What is needed » Where "Some" appears in a line of the entries below, that line should be copied.

Records provided »
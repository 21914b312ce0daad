/// Readability scoring
///
/// Syllable estimation, sentence counting, and the Flesch Reading Ease and
/// Flesch-Kincaid Grade Level formulas.

use serde::Serialize;

use crate::core::error::AnalysisError;

const VOWELS: &str = "aeiouy";

/// Characters that end a sentence
const SENTENCE_TERMINATORS: [char; 3] = ['.', '!', '?'];

fn is_vowel(c: char) -> bool {
    VOWELS.contains(c.to_ascii_lowercase())
}

/// Estimate the number of syllables in a single word
///
/// Counts runs of consecutive vowels (`y` included), drops one for a
/// trailing silent `e` when more than one run was found, and never returns
/// less than 1 for a non-empty word.
///
/// # Arguments
///
/// * `word` - A single token; punctuation should already be stripped
///
/// # Returns
///
/// The estimated syllable count, or 0 for an empty word
pub fn estimate_syllables(word: &str) -> usize {
    if word.is_empty() {
        return 0;
    }

    let mut count = 0;
    let mut last_was_vowel = false;

    for c in word.chars() {
        if is_vowel(c) {
            if !last_was_vowel {
                count += 1;
            }
            last_was_vowel = true;
        } else {
            last_was_vowel = false;
        }
    }

    if count > 1 && word.ends_with(['e', 'E']) {
        count -= 1;
    }

    count.max(1)
}

/// Count sentence terminators across all lines
///
/// Every `.`, `!` and `?` counts, so `"?!"` is two sentences.
pub fn count_sentences<S: AsRef<str>>(lines: &[S]) -> usize {
    lines
        .iter()
        .map(|line| {
            line.as_ref()
                .chars()
                .filter(|c| SENTENCE_TERMINATORS.contains(c))
                .count()
        })
        .sum()
}

/// Totals the readability formulas are computed from
#[derive(Debug, Clone, Copy, PartialEq, Eq, Serialize)]
pub struct ReadabilityInputs {
    pub total_words: usize,
    pub total_sentences: usize,
    pub total_syllables: usize,
}

/// Both readability scores plus the averages they derive from
#[derive(Debug, Clone, Copy, PartialEq, Serialize)]
pub struct ReadabilityScores {
    pub average_sentence_length: f64,
    pub average_syllables_per_word: f64,
    pub flesch_reading_ease: f64,
    pub flesch_kincaid_grade: f64,
}

impl ReadabilityInputs {
    pub fn new(total_words: usize, total_sentences: usize, total_syllables: usize) -> Self {
        Self {
            total_words,
            total_sentences,
            total_syllables,
        }
    }

    /// Compute both scores
    ///
    /// # Returns
    ///
    /// The scores, or `DivisionByZero` when there are no words or no sentences
    pub fn scores(&self) -> Result<ReadabilityScores, AnalysisError> {
        if self.total_words == 0 || self.total_sentences == 0 {
            return Err(AnalysisError::DivisionByZero {
                words: self.total_words,
                sentences: self.total_sentences,
            });
        }

        let asl = self.total_words as f64 / self.total_sentences as f64;
        let asw = self.total_syllables as f64 / self.total_words as f64;

        Ok(ReadabilityScores {
            average_sentence_length: asl,
            average_syllables_per_word: asw,
            flesch_reading_ease: 206.835 - 1.015 * asl - 84.6 * asw,
            flesch_kincaid_grade: 0.39 * asl + 11.8 * asw - 15.59,
        })
    }
}

/// Flesch Reading Ease, or `None` when it is undefined
pub fn flesch_reading_ease(
    total_words: usize,
    total_sentences: usize,
    total_syllables: usize,
) -> Option<f64> {
    ReadabilityInputs::new(total_words, total_sentences, total_syllables)
        .scores()
        .ok()
        .map(|scores| scores.flesch_reading_ease)
}

/// Flesch-Kincaid Grade Level, or `None` when it is undefined
pub fn flesch_kincaid_grade(
    total_words: usize,
    total_sentences: usize,
    total_syllables: usize,
) -> Option<f64> {
    ReadabilityInputs::new(total_words, total_sentences, total_syllables)
        .scores()
        .ok()
        .map(|scores| scores.flesch_kincaid_grade)
}

#[cfg(test)]
mod tests {
    use super::*;

    #[test]
    fn test_estimate_syllables() {
        assert_eq!(estimate_syllables("cake"), 1);
        assert_eq!(estimate_syllables("banana"), 3);
        assert_eq!(estimate_syllables("the"), 1);
        assert_eq!(estimate_syllables("queue"), 1);
        assert_eq!(estimate_syllables("rhythm"), 1);
        assert_eq!(estimate_syllables("readability"), 5);
    }

    #[test]
    fn test_estimate_syllables_case_insensitive() {
        assert_eq!(estimate_syllables("CAKE"), 1);
        assert_eq!(estimate_syllables("BaNaNa"), 3);
    }

    #[test]
    fn test_estimate_syllables_minimum() {
        assert_eq!(estimate_syllables("hmm"), 1);
        assert_eq!(estimate_syllables("42"), 1);
        assert_eq!(estimate_syllables("e"), 1);
        assert_eq!(estimate_syllables(""), 0);
    }

    #[test]
    fn test_count_sentences() {
        assert_eq!(count_sentences(&["One. Two! Three?"]), 3);
        assert_eq!(count_sentences(&["Really?!", "Wait..."]), 5);
        assert_eq!(count_sentences(&["no terminators here", ""]), 0);
    }

    #[test]
    fn test_scores() {
        let scores = ReadabilityInputs::new(7, 2, 7).scores().unwrap();
        assert!((scores.average_sentence_length - 3.5).abs() < 1e-9);
        assert!((scores.average_syllables_per_word - 1.0).abs() < 1e-9);
        assert!((scores.flesch_reading_ease - 118.6825).abs() < 1e-9);
        assert!((scores.flesch_kincaid_grade - (-2.425)).abs() < 1e-9);
    }

    #[test]
    fn test_scores_undefined() {
        assert!(matches!(
            ReadabilityInputs::new(0, 3, 0).scores(),
            Err(AnalysisError::DivisionByZero { words: 0, sentences: 3 })
        ));
        assert!(matches!(
            ReadabilityInputs::new(10, 0, 12).scores(),
            Err(AnalysisError::DivisionByZero { .. })
        ));
        assert_eq!(flesch_reading_ease(0, 0, 0), None);
        assert_eq!(flesch_kincaid_grade(5, 0, 5), None);
    }

    #[test]
    fn test_score_helpers_agree() {
        let scores = ReadabilityInputs::new(100, 5, 150).scores().unwrap();
        assert_eq!(flesch_reading_ease(100, 5, 150), Some(scores.flesch_reading_ease));
        assert_eq!(flesch_kincaid_grade(100, 5, 150), Some(scores.flesch_kincaid_grade));
    }
}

Your response »
        assert_eq!(flesch_reading_ease(100, 5, 150), Some(scores.flesch_reading_ease));
        assert_eq!(flesch_kincaid_grade(100, 5, 150), Some(scores.flesch_kincaid_grade));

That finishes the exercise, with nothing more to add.